Automatic Evaluation of Ontologies (AEON)

  • Johanna Völker
  • Denny Vrandečić
  • York Sure
Part of the Lecture Notes in Computer Science book series (LNCS, volume 3729)


OntoClean is a unique approach towards the formal evaluation of ontologies, as it analyses the intensional content of concepts. Although it is well documented in numerous publications, and its importance is widely acknowledged, it is still used rather infrequently due to the high costs for applying OntoClean, especially on tagging concepts with the correct meta-properties. In order to facilitate the use of OntoClean and to enable proper evaluation of it in real-world cases, we provide AEON , a tool which automatically tags concepts with appropriate OntoClean meta-properties.
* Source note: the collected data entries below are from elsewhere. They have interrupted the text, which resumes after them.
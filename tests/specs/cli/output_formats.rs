//! `-o` output format selection (§6: text, json, jsonl).

use crate::prelude::*;

#[test]
fn list_hosts_json_is_parseable_array() {
    let fleet = Fleet::empty();
    let run = fleet.fm().args(&["list", "--hosts", "-o", "json"]).passes();
    let parsed: serde_json::Value = serde_json::from_str(&run.stdout()).expect("valid json");
    assert!(parsed.is_array());
}

#[test]
fn list_hosts_jsonl_on_empty_fleet_is_empty_stdout() {
    let fleet = Fleet::empty();
    let run = fleet.fm().args(&["list", "--hosts", "-o", "jsonl"]).passes();
    assert!(run.stdout().trim().is_empty());
}

#[test]
fn list_hosts_text_on_empty_fleet_shows_empty_message() {
    let fleet = Fleet::empty();
    fleet.fm().args(&["list", "--hosts"]).passes().stdout_has("No hosts found.");
}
The implementation can be easily expanded to check the concepts for other abstract meta-properties, thus providing for the first time tool support in order to enable intensional ontology evaluation for concepts. Our main idea is using the web as an embodiment of objective world knowledge, where we search for patterns indicating concepts meta-properties. We get an automatic tagging of the ontology, thus reducing costs tremendously. Moreover, AEON lowers the risk of having subjective taggings. As part of the evaluation we report our experiences from creating a middle-sized OntoClean-tagged reference ontology.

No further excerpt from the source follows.